PROMPT => Please repeat the records below exactly, from the first line through the line containing "the query is", and nothing more.

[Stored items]
—————

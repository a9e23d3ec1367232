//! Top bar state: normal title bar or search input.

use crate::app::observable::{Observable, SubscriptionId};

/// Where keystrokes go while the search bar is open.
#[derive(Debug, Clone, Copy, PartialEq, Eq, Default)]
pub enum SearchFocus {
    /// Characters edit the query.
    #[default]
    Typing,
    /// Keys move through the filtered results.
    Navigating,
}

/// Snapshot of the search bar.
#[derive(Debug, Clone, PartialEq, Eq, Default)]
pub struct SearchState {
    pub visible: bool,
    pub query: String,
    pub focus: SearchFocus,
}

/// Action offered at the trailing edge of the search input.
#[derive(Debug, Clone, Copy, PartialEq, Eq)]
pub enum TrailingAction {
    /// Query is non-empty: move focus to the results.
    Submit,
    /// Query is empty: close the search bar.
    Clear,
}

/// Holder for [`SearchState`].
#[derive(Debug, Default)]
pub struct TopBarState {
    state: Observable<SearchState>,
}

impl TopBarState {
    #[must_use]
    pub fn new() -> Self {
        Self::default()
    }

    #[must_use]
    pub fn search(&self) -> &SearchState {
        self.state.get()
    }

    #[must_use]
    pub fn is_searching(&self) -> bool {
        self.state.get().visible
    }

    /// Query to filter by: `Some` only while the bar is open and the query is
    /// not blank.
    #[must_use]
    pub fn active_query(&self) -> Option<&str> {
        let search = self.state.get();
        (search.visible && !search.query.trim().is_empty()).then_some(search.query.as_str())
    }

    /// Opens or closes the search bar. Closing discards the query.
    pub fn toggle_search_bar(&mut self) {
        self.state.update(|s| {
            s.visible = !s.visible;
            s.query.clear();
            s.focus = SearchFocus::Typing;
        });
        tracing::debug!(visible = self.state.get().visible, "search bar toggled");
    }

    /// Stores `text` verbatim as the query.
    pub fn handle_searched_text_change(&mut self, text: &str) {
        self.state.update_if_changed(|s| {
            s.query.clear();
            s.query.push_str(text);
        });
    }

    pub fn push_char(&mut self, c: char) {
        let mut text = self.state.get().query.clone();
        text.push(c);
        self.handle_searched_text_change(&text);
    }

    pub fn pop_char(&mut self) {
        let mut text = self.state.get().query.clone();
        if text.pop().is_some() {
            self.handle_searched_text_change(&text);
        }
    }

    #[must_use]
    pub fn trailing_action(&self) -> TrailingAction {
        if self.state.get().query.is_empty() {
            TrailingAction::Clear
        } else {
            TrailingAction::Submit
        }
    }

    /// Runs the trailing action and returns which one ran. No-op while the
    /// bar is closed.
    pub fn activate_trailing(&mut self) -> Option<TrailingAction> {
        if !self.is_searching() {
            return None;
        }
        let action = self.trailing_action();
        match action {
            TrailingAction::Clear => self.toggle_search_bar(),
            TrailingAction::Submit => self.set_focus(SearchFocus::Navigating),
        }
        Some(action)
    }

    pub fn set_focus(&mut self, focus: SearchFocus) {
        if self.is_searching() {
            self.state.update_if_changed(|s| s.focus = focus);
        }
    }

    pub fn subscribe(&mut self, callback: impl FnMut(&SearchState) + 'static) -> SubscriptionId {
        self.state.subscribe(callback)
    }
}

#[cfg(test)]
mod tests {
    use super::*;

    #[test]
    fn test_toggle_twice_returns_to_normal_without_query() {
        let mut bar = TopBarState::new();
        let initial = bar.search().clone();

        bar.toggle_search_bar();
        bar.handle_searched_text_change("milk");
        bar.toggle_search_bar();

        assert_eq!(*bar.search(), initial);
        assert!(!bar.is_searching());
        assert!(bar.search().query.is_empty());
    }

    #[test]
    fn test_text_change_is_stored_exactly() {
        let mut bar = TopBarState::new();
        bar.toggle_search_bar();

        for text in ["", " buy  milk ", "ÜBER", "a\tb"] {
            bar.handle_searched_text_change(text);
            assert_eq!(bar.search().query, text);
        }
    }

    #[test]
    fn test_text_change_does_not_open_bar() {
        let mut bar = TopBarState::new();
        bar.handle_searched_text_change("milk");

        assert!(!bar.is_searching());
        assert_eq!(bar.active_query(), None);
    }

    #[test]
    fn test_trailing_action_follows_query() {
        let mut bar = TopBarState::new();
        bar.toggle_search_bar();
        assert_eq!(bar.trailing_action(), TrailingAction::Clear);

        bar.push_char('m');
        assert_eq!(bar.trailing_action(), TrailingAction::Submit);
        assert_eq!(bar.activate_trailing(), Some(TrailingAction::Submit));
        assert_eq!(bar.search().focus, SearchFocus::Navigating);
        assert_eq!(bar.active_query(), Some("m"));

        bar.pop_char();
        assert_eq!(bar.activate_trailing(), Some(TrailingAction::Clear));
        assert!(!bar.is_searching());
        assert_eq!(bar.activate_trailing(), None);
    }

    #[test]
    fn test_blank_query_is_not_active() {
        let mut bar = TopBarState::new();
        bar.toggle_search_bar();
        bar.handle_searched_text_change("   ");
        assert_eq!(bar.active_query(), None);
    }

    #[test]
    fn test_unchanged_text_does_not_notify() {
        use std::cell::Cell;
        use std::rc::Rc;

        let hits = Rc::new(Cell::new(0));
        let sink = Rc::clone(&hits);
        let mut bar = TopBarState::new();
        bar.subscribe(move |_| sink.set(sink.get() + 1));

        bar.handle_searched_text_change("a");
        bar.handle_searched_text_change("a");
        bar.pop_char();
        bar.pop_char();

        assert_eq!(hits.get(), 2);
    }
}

—————

YOUR RESPONSE =>
repository a9e23d3ec1367232
//! Top bar state: normal title bar or search input.

use crate::app::observable::{Observable, SubscriptionId};

/// Where keystrokes go while the search bar is open.
#[derive(Debug, Clone, Copy, PartialEq, Eq, Default)]
pub enum SearchFocus {
    /// Characters edit the query.
    #[default]
    Typing,
    /// Keys move through the filtered results.
    Navigating,
}

/// Snapshot of the search bar.
#[derive(Debug, Clone, PartialEq, Eq, Default)]
pub struct SearchState {
    pub visible: bool,
    pub query: String,
    pub focus: SearchFocus,
}

/// Action offered at the trailing edge of the search input.
#[derive(Debug, Clone, Copy, PartialEq, Eq)]
pub enum TrailingAction {
    /// Query is non-empty: move focus to the results.
    Submit,
    /// Query is empty: close the search bar.
    Clear,
}

/// Holder for [`SearchState`].
#[derive(Debug, Default)]
pub struct TopBarState {
    state: Observable<SearchState>,
}

impl TopBarState {
    #[must_use]
    pub fn new() -> Self {
        Self::default()
    }

    #[must_use]
    pub fn search(&self) -> &SearchState {
        self.state.get()
    }

    #[must_use]
    pub fn is_searching(&self) -> bool {
        self.state.get().visible
    }

    /// Query to filter by: `Some` only while the bar is open and the query is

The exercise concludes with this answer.